(Stored items)
++++++

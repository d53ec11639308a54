//! End-to-end contract tests for the API surface: auth, active-company
//! scoping, tenant isolation, and the two workflow endpoints (journal
//! entries, POS completion), driven through the router with in-process
//! requests.

use axum::body::Body;
use axum::http::{Request, StatusCode};
use axum::Router;
use http_body_util::BodyExt;
use serde_json::{json, Value};
use tower::ServiceExt;

use keel_api::routes::api_router;
use keel_api::{ApiConfig, AppState};
use keel_db::{Database, DbConfig};

// =============================================================================
// Harness
// =============================================================================

async fn test_app() -> Router {
    let db = Database::new(DbConfig::in_memory()).await.unwrap();
    let config = ApiConfig {
        http_port: 0,
        database_path: ":memory:".to_string(),
        jwt_secret: "test-secret".to_string(),
        jwt_access_lifetime_secs: 3600,
        jwt_refresh_lifetime_secs: 86400,
    };
    api_router().with_state(AppState::new(db, config))
}

async fn send(
    app: &Router,
    method: &str,
    uri: &str,
    token: Option<&str>,
    body: Option<Value>,
) -> (StatusCode, Value) {
    let mut builder = Request::builder().method(method).uri(uri);
    if let Some(token) = token {
        builder = builder.header("authorization", format!("Bearer {token}"));
    }

    let request = match body {
        Some(value) => builder
            .header("content-type", "application/json")
            .body(Body::from(value.to_string()))
            .unwrap(),
        None => builder.body(Body::empty()).unwrap(),
    };

    let response = app.clone().oneshot(request).await.unwrap();
    let status = response.status();
    let bytes = response.into_body().collect().await.unwrap().to_bytes();
    let value = if bytes.is_empty() {
        Value::Null
    } else {
        serde_json::from_slice(&bytes).unwrap_or(Value::Null)
    };

    (status, value)
}

/// Registers a user; returns their access token.
async fn register(app: &Router, username: &str) -> String {
    let (status, body) = send(
        app,
        "POST",
        "/api/auth/register",
        None,
        Some(json!({"username": username, "password": "correct-horse"})),
    )
    .await;
    assert_eq!(status, StatusCode::CREATED);
    body["access_token"].as_str().unwrap().to_string()
}

/// Registers a user and creates their company (which becomes active).
async fn register_with_company(app: &Router, username: &str, company: &str) -> String {
    let token = register(app, username).await;
    let (status, _) = send(
        app,
        "POST",
        "/api/companies/",
        Some(&token),
        Some(json!({"name": company})),
    )
    .await;
    assert_eq!(status, StatusCode::CREATED);
    token
}

/// Creates a warehouse and an item, stocks the item via an `in` movement,
/// and returns (warehouse_id, item_id).
async fn stocked_item(app: &Router, token: &str, sku: &str, quantity: i64) -> (String, String) {
    let (status, warehouse) = send(
        app,
        "POST",
        "/api/inventory/warehouses",
        Some(token),
        Some(json!({"name": "Main depot", "code": "MAIN"})),
    )
    .await;
    assert_eq!(status, StatusCode::CREATED);
    let warehouse_id = warehouse["id"].as_str().unwrap().to_string();

    let (status, item) = send(
        app,
        "POST",
        "/api/inventory/items",
        Some(token),
        Some(json!({"name": format!("Item {sku}"), "sku": sku, "cost_cents": 500})),
    )
    .await;
    assert_eq!(status, StatusCode::CREATED);
    let item_id = item["id"].as_str().unwrap().to_string();

    let (status, _) = send(
        app,
        "POST",
        "/api/inventory/stock-movements",
        Some(token),
        Some(json!({
            "warehouse_id": warehouse_id,
            "item_id": item_id,
            "movement_type": "in",
            "quantity": quantity,
        })),
    )
    .await;
    assert_eq!(status, StatusCode::CREATED);

    (warehouse_id, item_id)
}

// =============================================================================
// Auth & scoping
// =============================================================================

#[tokio::test]
async fn healthz_is_public() {
    let app = test_app().await;
    let (status, _) = send(&app, "GET", "/healthz", None, None).await;
    assert_eq!(status, StatusCode::OK);
}

#[tokio::test]
async fn data_endpoints_require_auth() {
    let app = test_app().await;
    let (status, _) = send(&app, "GET", "/api/inventory/items", None, None).await;
    assert_eq!(status, StatusCode::UNAUTHORIZED);
}

#[tokio::test]
async fn data_endpoints_require_active_company() {
    let app = test_app().await;
    let token = register(&app, "loner").await;

    let (status, body) = send(&app, "GET", "/api/inventory/items", Some(&token), None).await;
    assert_eq!(status, StatusCode::BAD_REQUEST);
    assert_eq!(body["error"]["code"], "no_active_company");
}

#[tokio::test]
async fn login_roundtrip() {
    let app = test_app().await;
    register(&app, "alice").await;

    let (status, body) = send(
        &app,
        "POST",
        "/api/auth/login",
        None,
        Some(json!({"username": "alice", "password": "correct-horse"})),
    )
    .await;
    assert_eq!(status, StatusCode::OK);
    assert!(body["access_token"].is_string());

    let (status, _) = send(
        &app,
        "POST",
        "/api/auth/login",
        None,
        Some(json!({"username": "alice", "password": "wrong"})),
    )
    .await;
    assert_eq!(status, StatusCode::UNAUTHORIZED);
}

#[tokio::test]
async fn second_company_rejected() {
    let app = test_app().await;
    let token = register_with_company(&app, "alice", "First Co").await;

    let (status, _) = send(
        &app,
        "POST",
        "/api/companies/",
        Some(&token),
        Some(json!({"name": "Second Co"})),
    )
    .await;
    assert_eq!(status, StatusCode::BAD_REQUEST);
}

#[tokio::test]
async fn records_invisible_across_tenants() {
    let app = test_app().await;
    let alice = register_with_company(&app, "alice", "Alice Co").await;
    let bob = register_with_company(&app, "bob", "Bob Co").await;

    let (_, item) = send(
        &app,
        "POST",
        "/api/inventory/items",
        Some(&alice),
        Some(json!({"name": "Widget", "sku": "WID-1"})),
    )
    .await;
    let item_id = item["id"].as_str().unwrap();

    // Bob sees neither the listing entry nor the detail.
    let (status, listing) = send(&app, "GET", "/api/inventory/items", Some(&bob), None).await;
    assert_eq!(status, StatusCode::OK);
    assert_eq!(listing.as_array().unwrap().len(), 0);

    let (status, _) = send(
        &app,
        "GET",
        &format!("/api/inventory/items/{item_id}"),
        Some(&bob),
        None,
    )
    .await;
    assert_eq!(status, StatusCode::NOT_FOUND);
}

#[tokio::test]
async fn duplicate_sku_conflicts() {
    let app = test_app().await;
    let token = register_with_company(&app, "alice", "Alice Co").await;

    let payload = json!({"name": "Widget", "sku": "WID-1"});
    let (status, _) = send(
        &app,
        "POST",
        "/api/inventory/items",
        Some(&token),
        Some(payload.clone()),
    )
    .await;
    assert_eq!(status, StatusCode::CREATED);

    let (status, _) = send(
        &app,
        "POST",
        "/api/inventory/items",
        Some(&token),
        Some(payload),
    )
    .await;
    assert_eq!(status, StatusCode::CONFLICT);
}

// =============================================================================
// Accounting
// =============================================================================

async fn seed_accounts(app: &Router, token: &str) -> (String, String) {
    let (_, cash) = send(
        app,
        "POST",
        "/api/accounting/accounts",
        Some(token),
        Some(json!({"code": "1000", "name": "Cash", "account_type": "asset"})),
    )
    .await;
    let (_, rent) = send(
        app,
        "POST",
        "/api/accounting/accounts",
        Some(token),
        Some(json!({"code": "6200", "name": "Rent expense", "account_type": "expense"})),
    )
    .await;
    (
        cash["id"].as_str().unwrap().to_string(),
        rent["id"].as_str().unwrap().to_string(),
    )
}

#[tokio::test]
async fn balanced_journal_entry_accepted() {
    let app = test_app().await;
    let token = register_with_company(&app, "alice", "Alice Co").await;
    let (cash, rent) = seed_accounts(&app, &token).await;

    let (status, body) = send(
        &app,
        "POST",
        "/api/accounting/journal-entries",
        Some(&token),
        Some(json!({
            "entry_number": "JE-20260807-0001",
            "date": "2026-08-07",
            "description": "Office rent",
            "status": "posted",
            "lines": [
                {"account_id": rent, "debit_cents": 120000},
                {"account_id": cash, "credit_cents": 120000},
            ],
        })),
    )
    .await;

    assert_eq!(status, StatusCode::CREATED);
    assert_eq!(body["lines"].as_array().unwrap().len(), 2);
}

#[tokio::test]
async fn unbalanced_journal_entry_rejected() {
    let app = test_app().await;
    let token = register_with_company(&app, "alice", "Alice Co").await;
    let (cash, rent) = seed_accounts(&app, &token).await;

    let (status, body) = send(
        &app,
        "POST",
        "/api/accounting/journal-entries",
        Some(&token),
        Some(json!({
            "entry_number": "JE-20260807-0001",
            "date": "2026-08-07",
            "description": "Office rent",
            "status": "posted",
            "lines": [
                {"account_id": rent, "debit_cents": 120000},
                {"account_id": cash, "credit_cents": 115000},
            ],
        })),
    )
    .await;

    assert_eq!(status, StatusCode::BAD_REQUEST);
    assert!(body["error"]["message"]
        .as_str()
        .unwrap()
        .contains("not balanced"));

    // Nothing was written.
    let (_, listing) = send(
        &app,
        "GET",
        "/api/accounting/journal-entries",
        Some(&token),
        None,
    )
    .await;
    assert_eq!(listing.as_array().unwrap().len(), 0);
}

// =============================================================================
// Point of sale
// =============================================================================

#[tokio::test]
async fn pos_sale_completes_and_deducts_stock() {
    let app = test_app().await;
    let token = register_with_company(&app, "alice", "Alice Co").await;
    let (_, item_id) = stocked_item(&app, &token, "WID-1", 50).await;

    let (status, sale) = send(
        &app,
        "POST",
        "/api/pos/sales",
        Some(&token),
        Some(json!({
            "payment_method": "cash",
            "items": [
                {"item_id": item_id, "quantity": 10, "unit_price_cents": 1000},
            ],
        })),
    )
    .await;

    assert_eq!(status, StatusCode::CREATED);
    assert_eq!(sale["status"], "completed");
    assert_eq!(sale["total_cents"], 10_000);
    assert!(sale["sale_number"].as_str().unwrap().starts_with("POS-"));
    assert_eq!(sale["payments"].as_array().unwrap().len(), 1);

    let (_, stocks) = send(&app, "GET", "/api/inventory/stocks", Some(&token), None).await;
    assert_eq!(stocks[0]["quantity"], 40);
    assert_eq!(stocks[0]["available"], 40);
}

#[tokio::test]
async fn pos_sale_rejected_on_insufficient_stock() {
    let app = test_app().await;
    let token = register_with_company(&app, "alice", "Alice Co").await;
    let (_, item_id) = stocked_item(&app, &token, "WID-1", 5).await;

    let (status, body) = send(
        &app,
        "POST",
        "/api/pos/sales",
        Some(&token),
        Some(json!({
            "payment_method": "cash",
            "items": [
                {"item_id": item_id, "quantity": 10, "unit_price_cents": 1000},
            ],
        })),
    )
    .await;

    assert_eq!(status, StatusCode::BAD_REQUEST);
    assert!(body["error"]["message"]
        .as_str()
        .unwrap()
        .contains("Insufficient stock"));

    // Stock untouched, no sale recorded.
    let (_, stocks) = send(&app, "GET", "/api/inventory/stocks", Some(&token), None).await;
    assert_eq!(stocks[0]["quantity"], 5);
    let (_, sales) = send(&app, "GET", "/api/pos/sales", Some(&token), None).await;
    assert_eq!(sales.as_array().unwrap().len(), 0);
}

#[tokio::test]
async fn pos_void_restores_stock() {
    let app = test_app().await;
    let token = register_with_company(&app, "alice", "Alice Co").await;
    let (_, item_id) = stocked_item(&app, &token, "WID-1", 50).await;

    let (_, sale) = send(
        &app,
        "POST",
        "/api/pos/sales",
        Some(&token),
        Some(json!({
            "payment_method": "card",
            "items": [
                {"item_id": item_id, "quantity": 10, "unit_price_cents": 1000},
            ],
        })),
    )
    .await;
    let sale_id = sale["id"].as_str().unwrap();

    let (status, voided) = send(
        &app,
        "POST",
        &format!("/api/pos/sales/{sale_id}/void"),
        Some(&token),
        None,
    )
    .await;
    assert_eq!(status, StatusCode::OK);
    assert_eq!(voided["status"], "cancelled");

    let (_, stocks) = send(&app, "GET", "/api/inventory/stocks", Some(&token), None).await;
    assert_eq!(stocks[0]["quantity"], 50);

    // Voiding again is a 400.
    let (status, _) = send(
        &app,
        "POST",
        &format!("/api/pos/sales/{sale_id}/void"),
        Some(&token),
        None,
    )
    .await;
    assert_eq!(status, StatusCode::BAD_REQUEST);
}

// =============================================================================
// Website (public surface)
// =============================================================================

#[tokio::test]
async fn contact_form_is_public_but_inbox_is_not() {
    let app = test_app().await;

    let (status, _) = send(
        &app,
        "POST",
        "/api/website/messages",
        None,
        Some(json!({
            "name": "Visitor",
            "email": "visitor@example.com",
            "subject": "Hello",
            "message": "Interested in your products.",
        })),
    )
    .await;
    assert_eq!(status, StatusCode::CREATED);

    let (status, _) = send(&app, "GET", "/api/website/messages", None, None).await;
    assert_eq!(status, StatusCode::UNAUTHORIZED);

    let token = register(&app, "staff").await;
    let (status, inbox) = send(&app, "GET", "/api/website/messages", Some(&token), None).await;
    assert_eq!(status, StatusCode::OK);
    assert_eq!(inbox.as_array().unwrap().len(), 1);
}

++++++

> [WHAT IS REQUIRED]:
Which lines in the entries above contain "voided"? Pull each of them out.

> [SOLUTION TO THE EXERCISE]:
    let (status, voided) = send(
    assert_eq!(voided["status"], "cancelled");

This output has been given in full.